> **Task description**:
Go through the material and return every line that contains the string "InMemoryStore".

> **Data for analysis**:
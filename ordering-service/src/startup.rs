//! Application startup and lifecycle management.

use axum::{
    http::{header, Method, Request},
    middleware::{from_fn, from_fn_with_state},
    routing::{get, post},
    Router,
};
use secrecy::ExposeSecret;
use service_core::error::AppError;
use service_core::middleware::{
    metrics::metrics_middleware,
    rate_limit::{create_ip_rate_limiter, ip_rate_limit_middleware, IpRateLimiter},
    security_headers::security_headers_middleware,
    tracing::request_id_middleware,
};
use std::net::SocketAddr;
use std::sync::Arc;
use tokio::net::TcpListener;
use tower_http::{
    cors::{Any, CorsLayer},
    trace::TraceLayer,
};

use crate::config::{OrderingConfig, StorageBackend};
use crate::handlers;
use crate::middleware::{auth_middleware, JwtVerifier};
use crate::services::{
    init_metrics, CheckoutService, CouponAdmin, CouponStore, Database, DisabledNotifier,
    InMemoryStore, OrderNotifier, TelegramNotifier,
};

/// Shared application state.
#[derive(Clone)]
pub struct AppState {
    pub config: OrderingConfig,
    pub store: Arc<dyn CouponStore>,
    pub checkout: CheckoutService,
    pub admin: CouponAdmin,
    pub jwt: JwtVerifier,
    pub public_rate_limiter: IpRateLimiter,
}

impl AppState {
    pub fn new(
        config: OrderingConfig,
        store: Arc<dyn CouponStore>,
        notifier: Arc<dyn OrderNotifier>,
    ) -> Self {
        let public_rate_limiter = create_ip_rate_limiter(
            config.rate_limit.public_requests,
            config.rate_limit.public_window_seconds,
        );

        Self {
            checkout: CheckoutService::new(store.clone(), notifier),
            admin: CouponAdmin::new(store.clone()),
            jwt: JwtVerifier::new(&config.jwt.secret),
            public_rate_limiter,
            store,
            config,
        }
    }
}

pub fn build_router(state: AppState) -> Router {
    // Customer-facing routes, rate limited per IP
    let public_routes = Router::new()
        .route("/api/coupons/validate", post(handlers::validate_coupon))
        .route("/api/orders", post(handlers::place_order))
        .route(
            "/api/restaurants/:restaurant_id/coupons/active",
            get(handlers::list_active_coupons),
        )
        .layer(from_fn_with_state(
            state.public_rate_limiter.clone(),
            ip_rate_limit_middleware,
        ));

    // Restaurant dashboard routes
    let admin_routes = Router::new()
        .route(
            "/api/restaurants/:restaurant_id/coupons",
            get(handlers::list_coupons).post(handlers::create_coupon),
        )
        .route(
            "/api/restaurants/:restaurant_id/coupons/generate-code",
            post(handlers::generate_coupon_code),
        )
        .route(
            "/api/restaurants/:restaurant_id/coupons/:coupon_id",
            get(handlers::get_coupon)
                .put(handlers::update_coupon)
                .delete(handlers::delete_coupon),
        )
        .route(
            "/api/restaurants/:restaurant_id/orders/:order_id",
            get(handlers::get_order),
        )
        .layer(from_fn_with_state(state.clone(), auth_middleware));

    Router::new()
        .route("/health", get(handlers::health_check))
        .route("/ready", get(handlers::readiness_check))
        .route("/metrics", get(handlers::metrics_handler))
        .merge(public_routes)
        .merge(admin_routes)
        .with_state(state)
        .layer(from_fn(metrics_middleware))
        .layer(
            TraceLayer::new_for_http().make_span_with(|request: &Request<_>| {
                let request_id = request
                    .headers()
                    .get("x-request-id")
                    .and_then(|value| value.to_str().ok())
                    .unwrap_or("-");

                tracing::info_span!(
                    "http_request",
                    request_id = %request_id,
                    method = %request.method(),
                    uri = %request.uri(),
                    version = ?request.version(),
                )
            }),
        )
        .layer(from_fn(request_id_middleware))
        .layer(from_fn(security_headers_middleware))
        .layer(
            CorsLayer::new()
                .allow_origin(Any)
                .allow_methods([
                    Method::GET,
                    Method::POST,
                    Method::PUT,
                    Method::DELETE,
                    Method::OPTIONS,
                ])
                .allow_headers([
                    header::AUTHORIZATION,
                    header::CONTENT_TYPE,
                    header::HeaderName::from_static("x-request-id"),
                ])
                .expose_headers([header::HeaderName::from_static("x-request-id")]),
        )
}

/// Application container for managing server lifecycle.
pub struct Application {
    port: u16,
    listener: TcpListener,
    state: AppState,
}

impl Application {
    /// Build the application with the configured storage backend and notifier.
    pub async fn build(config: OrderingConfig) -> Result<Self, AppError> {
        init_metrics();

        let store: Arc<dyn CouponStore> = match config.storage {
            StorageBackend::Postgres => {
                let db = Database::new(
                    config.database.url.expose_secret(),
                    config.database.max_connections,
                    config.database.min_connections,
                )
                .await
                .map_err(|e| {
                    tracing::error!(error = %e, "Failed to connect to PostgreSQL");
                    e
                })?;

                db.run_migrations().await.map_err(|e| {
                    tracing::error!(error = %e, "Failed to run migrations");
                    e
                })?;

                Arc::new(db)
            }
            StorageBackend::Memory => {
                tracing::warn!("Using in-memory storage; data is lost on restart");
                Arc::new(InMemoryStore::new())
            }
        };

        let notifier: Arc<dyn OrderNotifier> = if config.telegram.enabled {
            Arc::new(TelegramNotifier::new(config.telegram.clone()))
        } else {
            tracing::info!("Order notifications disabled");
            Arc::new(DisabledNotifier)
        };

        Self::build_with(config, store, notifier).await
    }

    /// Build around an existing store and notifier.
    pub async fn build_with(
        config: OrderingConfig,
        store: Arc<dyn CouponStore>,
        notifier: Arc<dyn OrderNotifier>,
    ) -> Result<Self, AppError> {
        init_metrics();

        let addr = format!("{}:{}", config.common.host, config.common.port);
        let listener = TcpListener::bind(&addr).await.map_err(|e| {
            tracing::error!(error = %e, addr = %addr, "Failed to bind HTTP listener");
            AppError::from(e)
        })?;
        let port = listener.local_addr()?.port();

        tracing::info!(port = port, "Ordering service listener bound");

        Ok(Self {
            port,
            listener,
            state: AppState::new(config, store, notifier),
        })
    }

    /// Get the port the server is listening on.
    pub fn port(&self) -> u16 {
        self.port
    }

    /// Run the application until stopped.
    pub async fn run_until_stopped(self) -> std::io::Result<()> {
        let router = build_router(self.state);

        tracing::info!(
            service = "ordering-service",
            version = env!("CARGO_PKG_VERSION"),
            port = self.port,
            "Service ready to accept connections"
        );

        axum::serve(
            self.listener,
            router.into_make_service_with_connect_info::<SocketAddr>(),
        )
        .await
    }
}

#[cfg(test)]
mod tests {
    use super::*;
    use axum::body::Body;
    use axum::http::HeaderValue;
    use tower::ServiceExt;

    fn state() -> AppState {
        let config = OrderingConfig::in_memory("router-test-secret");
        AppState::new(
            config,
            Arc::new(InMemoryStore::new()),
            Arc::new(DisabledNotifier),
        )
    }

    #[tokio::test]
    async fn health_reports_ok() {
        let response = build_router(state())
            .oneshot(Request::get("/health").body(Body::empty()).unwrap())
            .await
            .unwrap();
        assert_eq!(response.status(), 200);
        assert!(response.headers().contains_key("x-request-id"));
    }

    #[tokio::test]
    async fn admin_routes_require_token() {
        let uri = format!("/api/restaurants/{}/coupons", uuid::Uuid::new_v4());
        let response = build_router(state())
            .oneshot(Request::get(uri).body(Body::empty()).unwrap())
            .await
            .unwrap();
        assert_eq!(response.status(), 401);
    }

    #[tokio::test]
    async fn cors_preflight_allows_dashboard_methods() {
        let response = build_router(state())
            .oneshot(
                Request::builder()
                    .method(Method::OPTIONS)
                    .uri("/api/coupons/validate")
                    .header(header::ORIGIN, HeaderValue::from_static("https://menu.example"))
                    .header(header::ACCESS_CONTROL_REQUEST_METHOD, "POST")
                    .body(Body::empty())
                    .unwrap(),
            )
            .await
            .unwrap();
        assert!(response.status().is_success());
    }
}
* * *
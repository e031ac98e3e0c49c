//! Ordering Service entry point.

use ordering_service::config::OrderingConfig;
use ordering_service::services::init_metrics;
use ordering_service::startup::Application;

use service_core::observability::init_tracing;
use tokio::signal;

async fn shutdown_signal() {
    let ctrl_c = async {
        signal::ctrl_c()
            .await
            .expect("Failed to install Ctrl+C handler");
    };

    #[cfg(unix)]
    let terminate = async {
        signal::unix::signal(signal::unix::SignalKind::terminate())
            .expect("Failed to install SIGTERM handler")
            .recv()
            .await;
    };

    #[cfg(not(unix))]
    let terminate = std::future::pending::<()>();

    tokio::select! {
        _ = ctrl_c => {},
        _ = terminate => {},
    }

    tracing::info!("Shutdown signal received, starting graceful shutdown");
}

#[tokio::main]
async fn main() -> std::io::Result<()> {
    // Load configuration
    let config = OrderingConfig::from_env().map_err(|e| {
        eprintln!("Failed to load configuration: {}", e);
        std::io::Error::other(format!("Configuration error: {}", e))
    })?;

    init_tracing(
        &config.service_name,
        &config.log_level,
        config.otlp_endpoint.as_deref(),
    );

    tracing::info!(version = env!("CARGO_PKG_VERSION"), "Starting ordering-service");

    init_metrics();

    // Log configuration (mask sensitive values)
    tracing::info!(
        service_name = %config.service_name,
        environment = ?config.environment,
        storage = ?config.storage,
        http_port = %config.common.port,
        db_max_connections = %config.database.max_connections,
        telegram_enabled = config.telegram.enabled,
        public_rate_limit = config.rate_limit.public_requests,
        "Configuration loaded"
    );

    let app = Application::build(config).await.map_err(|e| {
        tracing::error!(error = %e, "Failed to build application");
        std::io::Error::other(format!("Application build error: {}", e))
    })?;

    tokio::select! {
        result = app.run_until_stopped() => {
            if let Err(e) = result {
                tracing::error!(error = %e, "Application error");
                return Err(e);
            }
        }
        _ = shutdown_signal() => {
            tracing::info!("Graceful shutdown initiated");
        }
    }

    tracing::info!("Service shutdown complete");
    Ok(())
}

> **Solution to the exercise**:
    InMemoryStore, OrderNotifier, TelegramNotifier,
                Arc::new(InMemoryStore::new())
            Arc::new(InMemoryStore::new()),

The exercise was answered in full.